Even if these arguments were not conclusive and the issue were open, the onus would still be on socialists to show that, contrary to the record and to the state of the Calculation Debate, anything a capitalist market can do, the socialist one could do as well. No trace of meeting this obviously central requirement appears in Market Socialism, except for a bland and platitudinous reference to the calculation problem (Miller, 30–31) as a reason for recourse to markets, rather than as a reason for questioning whether socialist markets, too, can “calculate.” Why markets under socialism should be expected to achieve efficient allocation, or indeed to exist at all except as fakes—which is the sole really contentious issue in the Calculation Debate—is passed over in complete silence and incomprehension. Instead, we are airily told not to fret, because for reasons that are not revealed, “in a socialist market economy . . . the makers of cheese will adjust their supply week by week to match the demand” (Miller, 38), and that is all there is to it. But it is not at all clear why they would adjust week by week, or ever, especially as doing so is neither always simple, nor convenient, nor costless. Simply to suppose that they would is begging a fairly basic question the authors may or may not have grasped, but have certainly not answered.

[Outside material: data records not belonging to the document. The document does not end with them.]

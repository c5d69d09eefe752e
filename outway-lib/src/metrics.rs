//! In-process counter/gauge registry. Outway owns and increments these
//! counters; serving them over HTTP for an external Prometheus scrape is
//! somebody else's job.

use std::sync::atomic::{AtomicI64, AtomicU64, Ordering};
use std::sync::OnceLock;

#[derive(Default)]
pub struct Counter(AtomicU64);

impl Counter {
    pub fn increment(&self) {
        self.0.fetch_add(1, Ordering::Relaxed);
    }

    pub fn add(&self, n: u64) {
        self.0.fetch_add(n, Ordering::Relaxed);
    }

    pub fn get(&self) -> u64 {
        self.0.load(Ordering::Relaxed)
    }
}

#[derive(Default)]
pub struct Gauge(AtomicI64);

impl Gauge {
    pub fn set(&self, v: i64) {
        self.0.store(v, Ordering::Relaxed);
    }

    pub fn add(&self, delta: i64) {
        self.0.fetch_add(delta, Ordering::Relaxed);
    }

    pub fn get(&self) -> i64 {
        self.0.load(Ordering::Relaxed)
    }
}

/// Per-source query counters plus the handful of cross-cutting gauges and
/// failure counters an external collector would scrape.
#[derive(Default)]
pub struct Metrics {
    pub queries_total: Counter,
    pub queries_hosts: Counter,
    pub queries_lan: Counter,
    pub queries_cache: Counter,
    pub queries_upstream: Counter,
    pub queries_errored: Counter,
    pub cache_hits: Counter,
    pub cache_misses: Counter,
    pub coalesced_waiters: Counter,
    pub upstream_attempts: Counter,
    pub upstream_failures: Counter,
    pub mark_failures: Counter,
    pub marks_installed: Counter,
    pub inflight_queries: Gauge,
}

static METRICS: OnceLock<Metrics> = OnceLock::new();

pub fn global() -> &'static Metrics {
    METRICS.get_or_init(Metrics::default)
}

THE MARKET: A TOOL OF CAPITALISM OR SOCIALISM
The historical link between capitalism and market, in turn, is not (pace Marx) a matter of historical necessity—the capitalist “mode” entailing “production for exchange,” other “modes” entailing “production for needs.” It is merely a matter of historical coincidence that the abstract institution of the market, which is of course more than just the heir to the medieval fair, happened to evolve at the same time as, and in the frame of, the capitalist “relations of production,” though no doubt it could have evolved in other “frames” as well. Apologists for capitalism usurp the market, appropriating it as if the market—an efficient institution—depended for its functioning on capitalism—a repugnant and alienating system. However, the suggestion that market and capitalism go together is but “a sleight of hand” (Miller, 25). Traditional socialists fall for this trick, and think they dislike and mistrust markets when in fact it is capitalism they reject. This is a confusion (Miller, 29), a failure to see that the market can be trained to serve socialist goals just as it now serves capitalist ones. Indeed, though the authors do not say so, they tacitly treat the market as a neutral tool in the hands of its political master who can use it in fashioning the kind of society he wants. Gone, then, is the characterization of capitalism as a design for the pursuit of profit, socialism as one for the satisfaction of “needs”—as is the clear distinction between obedience to impersonal market forces under capitalism, to conscious social choice under socialism. We can, in sum, have the best of both at one and the same time.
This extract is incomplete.